There’s that little mistake or issue that you can’t seem to over look in your partner because you just wonder, why can’t he/she just stop?
1. The teeny weeny mistakes– your partner leaves the toilet seat open or wouldn’t say “excuse me” when he sneezes or your woman won’t pay attention to the car the way she should. These are things that might be terrible habits your partner exhibits which you can’t let go, but ask yourself, which would you rather let go? The partner or the habits?
2. Arguments– not the big ones now, the ones you both get into after a long/busy day at work. The ones that look and sound ridiculous the next morning when you re-evaluate them.
Here’s a suggestion, try and avoid discussing major issues that might lead to arguments after a certain time on working days(because this is when you are mostly stressed) and leave them till the next morning. You would certainly feel in a better mood the next day to discuss these things.

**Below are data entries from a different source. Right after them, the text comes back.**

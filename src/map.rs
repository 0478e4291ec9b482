//! The Expiring Map
//!
//! [`ExpiringMap`] is the public face of the crate: a concurrent key-value map
//! whose entries disappear after a time-to-live. It owns the shared
//! [`Keyspace`] and the [`ExpirySweeper`] that reclaims expired entries.
//!
//! ## Concurrency Model
//!
//! The store and the time index live behind one `RwLock`:
//!
//! - Reads (`get`, `contains_key`, `len`, iteration) take the read lock.
//! - Writes take the write lock for both the store update and the scheduling,
//!   so a write lands entirely before or entirely after any flush.
//! - A flush holds the write lock across drain and reconciliation.
//!
//! ## Staleness
//!
//! Reads do not check deadlines. An entry stays visible until the sweeper
//! reclaims it, which happens within one sweep interval of its deadline.
//!
//! ## Iteration
//!
//! `keys`, `values` and `items` return iterators over a snapshot taken when
//! they are called, in insertion order. Mutating the map while iterating is allowed and does not
//! affect an iterator already handed out; call the method again to see the
//! current contents.

use crate::config::MapConfig;
use crate::error::{Error, Result};
use crate::storage::{ExpirySweeper, Flush, Keyspace};
use std::borrow::Borrow;
use std::hash::Hash;
use std::sync::atomic::{AtomicU64, Ordering};
use std::sync::{Arc, PoisonError, RwLock, RwLockReadGuard, RwLockWriteGuard};
use std::time::Duration;
use tokio::runtime::Handle;
use tokio::time::Instant;

/// State shared between the map and its sweeper.
struct Shared<K, V> {
    keyspace: RwLock<Keyspace<K, V>>,

    /// Statistics: total set operations
    set_count: AtomicU64,

    /// Statistics: successful deletes
    del_count: AtomicU64,

    /// Statistics: entries removed by expiry
    expired_count: AtomicU64,

    /// Statistics: expiry records discarded by reconciliation
    stale_count: AtomicU64,

    /// Statistics: completed flushes
    sweep_count: AtomicU64,
}

impl<K, V> Shared<K, V> {
    fn new() -> Self {
        Self {
            keyspace: RwLock::new(Keyspace::default()),
            set_count: AtomicU64::new(0),
            del_count: AtomicU64::new(0),
            expired_count: AtomicU64::new(0),
            stale_count: AtomicU64::new(0),
            sweep_count: AtomicU64::new(0),
        }
    }

    // Every keyspace mutation leaves it structurally valid, so a poisoned
    // lock is still usable.
    fn read(&self) -> RwLockReadGuard<'_, Keyspace<K, V>> {
        self.keyspace.read().unwrap_or_else(PoisonError::into_inner)
    }

    fn write(&self) -> RwLockWriteGuard<'_, Keyspace<K, V>> {
        self.keyspace.write().unwrap_or_else(PoisonError::into_inner)
    }
}

impl<K, V> Flush for Shared<K, V>
where
    K: Eq + Hash + Clone + Send + Sync + 'static,
    V: Send + Sync + 'static,
{
    fn flush(&self) -> usize {
        let report = self.write().flush(Instant::now());

        self.sweep_count.fetch_add(1, Ordering::Relaxed);
        if report.drained > 0 {
            self.expired_count
                .fetch_add(report.removed as u64, Ordering::Relaxed);
            self.stale_count
                .fetch_add(report.stale() as u64, Ordering::Relaxed);
        }

        report.removed
    }
}

/// A concurrent map whose entries expire after a time-to-live.
///
/// # Thread Safety
///
/// All operations take `&self`; wrap the map in an `Arc` to share it between
/// threads or tasks.
///
/// # Example
///
/// ```
/// use expiring_map::ExpiringMap;
/// use std::time::Duration;
///
/// #[tokio::main]
/// async fn main() -> expiring_map::Result<()> {
///     let cache = ExpiringMap::new()?;
///
///     cache.set("abc", "persistent");
///     cache.set_with_ttl("123", "expires", Duration::from_millis(50));
///     assert!(cache.contains_key("abc"));
///     assert!(cache.contains_key("123"));
///
///     tokio::time::sleep(Duration::from_millis(300)).await;
///     assert!(cache.contains_key("abc"));
///     assert!(!cache.contains_key("123"));
///     Ok(())
/// }
/// ```
pub struct ExpiringMap<K, V> {
    shared: Arc<Shared<K, V>>,
    config: MapConfig,
    /// Stops the sweeper when the map is dropped
    _sweeper: ExpirySweeper,
}

impl<K, V> std::fmt::Debug for ExpiringMap<K, V> {
    fn fmt(&self, f: &mut std::fmt::Formatter<'_>) -> std::fmt::Result {
        f.debug_struct("ExpiringMap")
            .field("config", &self.config)
            .field("set_count", &self.shared.set_count.load(Ordering::Relaxed))
            .field(
                "expired_count",
                &self.shared.expired_count.load(Ordering::Relaxed),
            )
            .finish()
    }
}

impl<K, V> ExpiringMap<K, V>
where
    K: Eq + Hash + Clone + Send + Sync + 'static,
    V: Clone + Send + Sync + 'static,
{
    /// Creates a map whose entries persist until deleted, unless written
    /// with [`set_with_ttl`](Self::set_with_ttl).
    ///
    /// # Errors
    ///
    /// Returns [`Error::NoRuntime`] when called outside a Tokio runtime.
    pub fn new() -> Result<Self> {
        Self::with_config(MapConfig::default())
    }

    /// Creates a map where every `set` expires after `ttl`.
    pub fn with_ttl(ttl: Duration) -> Result<Self> {
        Self::with_config(MapConfig::default().with_ttl(ttl))
    }

    /// Creates a map with a custom configuration.
    ///
    /// # Errors
    ///
    /// Returns [`Error::ZeroSweepInterval`] for an invalid configuration and
    /// [`Error::NoRuntime`] when called outside a Tokio runtime.
    pub fn with_config(config: MapConfig) -> Result<Self> {
        config.validate()?;

        // The sweeper is a Tokio task
        Handle::try_current().map_err(|_| Error::NoRuntime)?;

        let shared = Arc::new(Shared::new());
        let sweeper = ExpirySweeper::start(Arc::clone(&shared), config.sweep_interval);

        Ok(Self {
            shared,
            config,
            _sweeper: sweeper,
        })
    }

    /// Sets a key-value pair, applying the map's default TTL if it has one.
    ///
    /// # Returns
    ///
    /// The previous value, if the key was present.
    pub fn set(&self, key: K, value: V) -> Option<V> {
        self.insert(key, value, self.config.effective_ttl())
    }

    /// Sets a key-value pair that expires after `ttl`, whatever the map's
    /// default.
    ///
    /// Writing a key again schedules a fresh expiry; the earlier one no
    /// longer applies.
    pub fn set_with_ttl(&self, key: K, value: V, ttl: Duration) -> Option<V> {
        self.insert(key, value, Some(ttl))
    }

    fn insert(&self, key: K, value: V, ttl: Option<Duration>) -> Option<V> {
        self.shared.set_count.fetch_add(1, Ordering::Relaxed);
        self.shared.write().put(key, value, ttl, Instant::now())
    }

    /// Gets the value for a key.
    ///
    /// An entry past its deadline is returned until the sweeper removes it.
    pub fn get<Q>(&self, key: &Q) -> Option<V>
    where
        K: Borrow<Q>,
        Q: Hash + Eq + ?Sized,
    {
        self.shared.read().store().get(key).cloned()
    }

    /// Deletes a key from the map.
    ///
    /// # Errors
    ///
    /// Returns [`Error::KeyNotFound`] if the key is absent.
    pub fn delete<Q>(&self, key: &Q) -> Result<V>
    where
        K: Borrow<Q>,
        Q: Hash + Eq + ?Sized,
    {
        let value = self.shared.write().remove(key).ok_or(Error::KeyNotFound)?;
        self.shared.del_count.fetch_add(1, Ordering::Relaxed);
        Ok(value)
    }

    /// Checks if a key is present.
    pub fn contains_key<Q>(&self, key: &Q) -> bool
    where
        K: Borrow<Q>,
        Q: Hash + Eq + ?Sized,
    {
        self.shared.read().store().contains_key(key)
    }

    /// Gets the time left before a key is due to expire.
    ///
    /// # Returns
    ///
    /// - `Some(Some(remaining))` if the key exists and has a deadline
    /// - `Some(None)` if the key exists but never expires
    /// - `None` if the key doesn't exist
    pub fn ttl<Q>(&self, key: &Q) -> Option<Option<Duration>>
    where
        K: Borrow<Q>,
        Q: Hash + Eq + ?Sized,
    {
        self.shared
            .read()
            .store()
            .entry(key)
            .map(|entry| entry.remaining(Instant::now()))
    }

    /// Returns the number of entries, including expired ones not yet swept.
    pub fn len(&self) -> usize {
        self.shared.read().store().len()
    }

    /// Returns true if the map is empty.
    pub fn is_empty(&self) -> bool {
        self.len() == 0
    }

    /// Returns an iterator over a snapshot of the keys.
    pub fn keys(&self) -> std::vec::IntoIter<K> {
        let keyspace = self.shared.read();
        let keys: Vec<K> = keyspace.store().iter().map(|(k, _)| k.clone()).collect();
        keys.into_iter()
    }

    /// Returns an iterator over a snapshot of the values.
    pub fn values(&self) -> std::vec::IntoIter<V> {
        let keyspace = self.shared.read();
        let values: Vec<V> = keyspace.store().iter().map(|(_, v)| v.clone()).collect();
        values.into_iter()
    }

    /// Returns an iterator over a snapshot of the key-value pairs.
    pub fn items(&self) -> std::vec::IntoIter<(K, V)> {
        let keyspace = self.shared.read();
        let items: Vec<(K, V)> = keyspace
            .store()
            .iter()
            .map(|(k, v)| (k.clone(), v.clone()))
            .collect();
        items.into_iter()
    }

    /// Removes every entry and every pending expiry.
    pub fn clear(&self) {
        self.shared.write().clear();
    }

    /// Runs one sweep immediately, outside the background cadence.
    ///
    /// # Returns
    ///
    /// The number of entries removed. Flushing with nothing due is a no-op.
    pub fn flush(&self) -> usize {
        self.shared.flush()
    }

    /// Returns the number of expiry records waiting in the index.
    ///
    /// Superseded records are counted until they drain.
    pub fn pending_expirations(&self) -> usize {
        self.shared.read().index().len()
    }

    /// Returns map statistics.
    pub fn stats(&self) -> MapStats {
        let (keys, pending_expirations) = {
            let keyspace = self.shared.read();
            (keyspace.store().len(), keyspace.index().len())
        };

        MapStats {
            keys,
            pending_expirations,
            sets: self.shared.set_count.load(Ordering::Relaxed),
            deletes: self.shared.del_count.load(Ordering::Relaxed),
            expired: self.shared.expired_count.load(Ordering::Relaxed),
            stale_skipped: self.shared.stale_count.load(Ordering::Relaxed),
            sweeps: self.shared.sweep_count.load(Ordering::Relaxed),
        }
    }

    /// Returns the configuration the map was built with.
    pub fn config(&self) -> &MapConfig {
        &self.config
    }
}

/// Map statistics.
#[derive(Debug, Clone, Copy, PartialEq, Eq)]
pub struct MapStats {
    /// Number of entries currently stored
    pub keys: usize,
    /// Expiry records waiting in the index
    pub pending_expirations: usize,
    /// Total set operations
    pub sets: u64,
    /// Total successful deletes
    pub deletes: u64,
    /// Total entries removed by expiry
    pub expired: u64,
    /// Total expiry records discarded because the entry was rewritten or deleted
    pub stale_skipped: u64,
    /// Total completed sweeps
    pub sweeps: u64,
}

3. Interferring family members– some of them can’t just stay away no matter the numerous subtle ways you try to get rid of them. They just keep popping up when unexpected and when they aren’t needed.
Do this; if it is your partner’s folks that won’t stop popping in, then have a decent talk with your partner and tell him/her you love his/her people but they need to respect your privacy. Then tell him/her that he/she would have to handle it at this point by calmly telling his folks to back off.

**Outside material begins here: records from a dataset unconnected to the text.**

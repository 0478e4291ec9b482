//! Time-Ordered Expiry Index
//!
//! Pending expirations are kept in a `BTreeMap` keyed by
//! `(expires_at, set_at)`. Because stamps are unique, every record has a
//! distinct key, and records sharing a deadline come out in write order.
//!
//! Draining splits the map at `now`, so the sweeper only touches the expired
//! prefix and never scans records that are still pending.

use super::store::Stamp;
use std::collections::BTreeMap;
use std::mem;
use tokio::time::Instant;

/// A pending expiration for one write of `key`.
#[derive(Debug, Clone, PartialEq, Eq)]
pub struct ScheduledExpiry<K> {
    /// When the write becomes eligible for removal
    pub expires_at: Instant,
    /// Stamp of the write this record belongs to
    pub set_at: Stamp,
    /// The key to remove
    pub key: K,
}

/// Ordered collection of scheduled expirations.
#[derive(Debug)]
pub struct TimeIndex<K> {
    records: BTreeMap<(Instant, Stamp), K>,
}

impl<K> Default for TimeIndex<K> {
    fn default() -> Self {
        Self {
            records: BTreeMap::new(),
        }
    }
}

impl<K> TimeIndex<K> {
    /// Creates an empty index.
    pub fn new() -> Self {
        Self::default()
    }

    /// Schedules `key` to expire at `expires_at`.
    ///
    /// Existing records for the same key are left alone.
    pub fn schedule(&mut self, expires_at: Instant, set_at: Stamp, key: K) {
        self.records.insert((expires_at, set_at), key);
    }

    /// Removes and returns every record with `expires_at <= now`, in deadline order.
    pub fn drain_expired(&mut self, now: Instant) -> Vec<ScheduledExpiry<K>> {
        let pending = self.records.split_off(&(now, Stamp::MAX));
        let due = mem::replace(&mut self.records, pending);

        due.into_iter()
            .map(|((expires_at, set_at), key)| ScheduledExpiry {
                expires_at,
                set_at,
                key,
            })
            .collect()
    }

    /// Returns the earliest pending deadline.
    pub fn next_deadline(&self) -> Option<Instant> {
        self.records.keys().next().map(|(at, _)| *at)
    }

    /// Returns the number of pending records.
    pub fn len(&self) -> usize {
        self.records.len()
    }

    /// Returns true if nothing is scheduled.
    pub fn is_empty(&self) -> bool {
        self.records.is_empty()
    }

    /// Drops every pending record.
    pub fn clear(&mut self) {
        self.records.clear();
    }
}
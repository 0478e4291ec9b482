//! Background Expiry Sweeper
//!
//! This module implements the background task that reclaims expired entries.
//! Reads never check deadlines, so without the sweeper an expired entry would
//! stay visible forever.
//!
//! ## Design
//!
//! The sweeper runs as a single Tokio task regardless of how many entries
//! carry a TTL, and:
//! 1. Waits for the next tick of a fixed interval (default: 100ms)
//! 2. Flushes the target: drains the due prefix of the time index and
//!    reconciles each record against the store
//! 3. Logs how many entries were reclaimed
//!
//! One task with a sorted index instead of a timer per key bounds the
//! background work, at the price of precision: an entry may remain visible
//! for up to one interval after its deadline.
//!
//! A panic inside a flush is caught and logged; the next tick sweeps again.

use std::panic::{self, AssertUnwindSafe};
use std::sync::Arc;
use std::time::Duration;
use tokio::sync::watch;
use tokio::time::MissedTickBehavior;
use tracing::{debug, error, info};

/// Something the sweeper can flush.
pub trait Flush: Send + Sync + 'static {
    /// Runs one sweep and returns the number of entries removed.
    fn flush(&self) -> usize;
}

/// A handle to the running expiry sweeper.
///
/// When this handle is dropped, the sweeper task will be stopped.
#[derive(Debug)]
pub struct ExpirySweeper {
    /// Sender to signal shutdown
    shutdown_tx: watch::Sender<bool>,
}

impl ExpirySweeper {
    /// Starts the expiry sweeper as a background task.
    ///
    /// # Arguments
    ///
    /// * `target` - The keyspace to sweep
    /// * `interval` - Time between sweeps; must be non-zero
    ///
    /// # Panics
    ///
    /// Panics if called outside of a Tokio runtime. [`ExpiringMap`] checks
    /// for a runtime before starting its sweeper.
    ///
    /// [`ExpiringMap`]: crate::ExpiringMap
    pub fn start<F: Flush>(target: Arc<F>, interval: Duration) -> Self {
        let (shutdown_tx, shutdown_rx) = watch::channel(false);

        tokio::spawn(sweeper_loop(target, interval, shutdown_rx));

        info!(
            interval_ms = interval.as_millis(),
            "Background expiry sweeper started"
        );

        Self { shutdown_tx }
    }

    /// Stops the expiry sweeper.
    ///
    /// No flush starts after this returns. A flush already in progress
    /// runs to completion.
    pub fn stop(&self) {
        if !*self.shutdown_tx.borrow() {
            let _ = self.shutdown_tx.send(true);
            info!("Background expiry sweeper stopped");
        }
    }
}

impl Drop for ExpirySweeper {
    fn drop(&mut self) {
        self.stop();
    }
}

/// The main sweeper loop.
async fn sweeper_loop<F: Flush>(
    target: Arc<F>,
    interval: Duration,
    mut shutdown_rx: watch::Receiver<bool>,
) {
    let mut ticker = tokio::time::interval(interval);
    ticker.set_missed_tick_behavior(MissedTickBehavior::Delay);

    // The first tick completes immediately
    ticker.tick().await;

    loop {
        // Wait for the interval or shutdown signal
        tokio::select! {
            _ = ticker.tick() => {}
            result = shutdown_rx.changed() => {
                if result.is_err() || *shutdown_rx.borrow() {
                    debug!("Expiry sweeper received shutdown signal");
                    return;
                }
            }
        }

        // A stop that raced with the tick wins
        if *shutdown_rx.borrow() {
            debug!("Expiry sweeper received shutdown signal");
            return;
        }

        match panic::catch_unwind(AssertUnwindSafe(|| target.flush())) {
            Ok(0) => {}
            Ok(removed) => debug!(removed = removed, "Expired keys cleaned up"),
            Err(payload) => {
                let reason = payload
                    .downcast_ref::<&str>()
                    .copied()
                    .or_else(|| payload.downcast_ref::<String>().map(String::as_str))
                    .unwrap_or("unknown panic");
                error!(reason = reason, "Expiry sweep failed, retrying next tick");
            }
        }
    }
}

4. Don’t let romance go– at the beginning of the relationship, you can’t seem to get enough of each other. Now that you are a year old or more, you don’t seem to have time for the things you used to do anymore. Now you don’t say “I love you” or kiss or hold hands anymore. What most people fail to realise is, these little affectionate things affect the relationship when they aren’t there.
Always find a way to incoporate them in your relationship/marriage. Even if you are married with kids, find a nanny or drop the kids off at your parents and find time for each other. When you watch tv, hold hands. Kiss each other randomly. Call to say “I love you”. Keep the little things there. Don’t lose sight of them.

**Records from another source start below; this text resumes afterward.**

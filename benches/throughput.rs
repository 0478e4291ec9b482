//! Throughput Benchmark for expiring-map
//!
//! This benchmark measures the performance of the map and of the sweep
//! under various workloads.

use bytes::Bytes;
use criterion::{black_box, criterion_group, criterion_main, BatchSize, Criterion, Throughput};
use expiring_map::storage::Keyspace;
use expiring_map::{ExpiringMap, MapConfig};
use std::sync::Arc;
use std::time::Duration;
use tokio::runtime::Runtime;
use tokio::time::Instant;

/// A map whose background sweeper stays out of the measurements.
fn quiet_map(rt: &Runtime) -> ExpiringMap<Bytes, Bytes> {
    let _guard = rt.enter();
    ExpiringMap::with_config(MapConfig::new().with_sweep_interval(Duration::from_secs(3600)))
        .expect("runtime is entered")
}

/// Benchmark SET operations
fn bench_set(c: &mut Criterion) {
    let rt = Runtime::new().unwrap();
    let map = quiet_map(&rt);

    let mut group = c.benchmark_group("set");
    group.throughput(Throughput::Elements(1));

    group.bench_function("set_persistent", |b| {
        let mut i = 0u64;
        b.iter(|| {
            let key = Bytes::from(format!("key:{}", i));
            map.set(key, Bytes::from("small_value"));
            i += 1;
        });
    });

    group.bench_function("set_with_ttl", |b| {
        let mut i = 0u64;
        b.iter(|| {
            let key = Bytes::from(format!("ttl:{}", i));
            map.set_with_ttl(key, Bytes::from("small_value"), Duration::from_secs(3600));
            i += 1;
        });
    });

    group.bench_function("refresh_same_key", |b| {
        let key = Bytes::from("hot");
        b.iter(|| {
            map.set_with_ttl(key.clone(), Bytes::from("value"), Duration::from_secs(3600));
        });
    });

    group.finish();
}

/// Benchmark GET operations
fn bench_get(c: &mut Criterion) {
    let rt = Runtime::new().unwrap();
    let map = quiet_map(&rt);

    // Pre-populate with data
    for i in 0..100_000 {
        let key = Bytes::from(format!("key:{}", i));
        let value = Bytes::from(format!("value:{}", i));
        map.set(key, value);
    }

    let mut group = c.benchmark_group("get");
    group.throughput(Throughput::Elements(1));

    group.bench_function("get_existing", |b| {
        let mut i = 0u64;
        b.iter(|| {
            let key = Bytes::from(format!("key:{}", i % 100_000));
            black_box(map.get(&key));
            i += 1;
        });
    });

    group.bench_function("get_missing", |b| {
        let mut i = 0u64;
        b.iter(|| {
            let key = Bytes::from(format!("missing:{}", i));
            black_box(map.get(&key));
            i += 1;
        });
    });

    group.finish();
}

/// Benchmark flushing a keyspace with a backlog of due expirations
fn bench_flush(c: &mut Criterion) {
    let mut group = c.benchmark_group("flush");
    let now = Instant::now();

    for &(due, pending) in &[(1_000usize, 0usize), (1_000, 100_000), (10_000, 0)] {
        group.throughput(Throughput::Elements(due as u64));
        group.bench_function(format!("due_{}_pending_{}", due, pending), |b| {
            b.iter_batched(
                || {
                    let mut keyspace = Keyspace::new();
                    for i in 0..due {
                        keyspace.put(i, (), Some(Duration::ZERO), now);
                    }
                    for i in due..due + pending {
                        keyspace.put(i, (), Some(Duration::from_secs(3600)), now);
                    }
                    keyspace
                },
                |mut keyspace| black_box(keyspace.flush(now)),
                BatchSize::LargeInput,
            );
        });
    }

    group.finish();
}

/// Benchmark concurrent access
fn bench_concurrent(c: &mut Criterion) {
    use std::thread;

    let rt = Runtime::new().unwrap();
    let mut group = c.benchmark_group("concurrent");
    group.measurement_time(Duration::from_secs(10));

    group.bench_function("4_threads_mixed_with_sweeps", |b| {
        b.iter(|| {
            let map = Arc::new(quiet_map(&rt));
            let handles: Vec<_> = (0..4)
                .map(|t| {
                    let map = Arc::clone(&map);
                    thread::spawn(move || {
                        for i in 0..10_000 {
                            let key = Bytes::from(format!("key:{}:{}", t, i));
                            map.set_with_ttl(key.clone(), Bytes::from("value"), Duration::ZERO);
                            map.get(&key);
                            if i % 1_000 == 0 {
                                map.flush();
                            }
                        }
                    })
                })
                .collect();

            for handle in handles {
                handle.join().unwrap();
            }

            black_box(map.len());
        });
    });

    group.finish();
}

criterion_group!(benches, bench_set, bench_get, bench_flush, bench_concurrent);
criterion_main!(benches);
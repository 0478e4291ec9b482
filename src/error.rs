//! Error Types
//!
//! Lookups that miss are not errors: `get` returns `None`. Only the strict
//! operations (`delete`) and construction can fail.

use thiserror::Error;

/// Errors returned by [`ExpiringMap`](crate::ExpiringMap) operations.
#[derive(Debug, Error, Clone, PartialEq, Eq)]
pub enum Error {
    /// The key is not present in the map
    #[error("key not found")]
    KeyNotFound,

    /// A sweep interval of zero would spin the sweeper
    #[error("sweep interval must be greater than zero")]
    ZeroSweepInterval,

    /// The map was constructed outside of a Tokio runtime
    #[error("expiring map requires a running Tokio runtime to spawn its sweeper")]
    NoRuntime,
}

/// Convenience alias used throughout the crate.
pub type Result<T> = std::result::Result<T, Error>;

5. Sex should never become a chore – don’t let sex become a chore for you. NEVER. For most couples, this happens after a few years of staying together. They have become so used to each other that they don’t enjoy it anymore but do it as a routine.
Read erotic books to each other, buy sex toys, watch porn if it would help to try new things. Role play can also be incoporated. Send your man a random text that says “Let’s fuck tonight” or tell your woman on the phone the things you can’t wait to do to her when she gets home. Women, take charge and “rape” your men. Keep it fresh on the bed.
6. Money– most couples have different views and attitude to money. This is very okay, I mean, both of you weren’t raised the same way or born in the same family so it is okay for financial views to totally differ. Even siblings don’t share this same view sometimes.
Sit down and calmly discuss your differences however. The power of communication can’t be underestimated. Tell him why a plasma is more important than yet another home theatre. Tell her why you need the air conditioner more than the washing machine. Reach an agreement that suits you both and have your problems solved.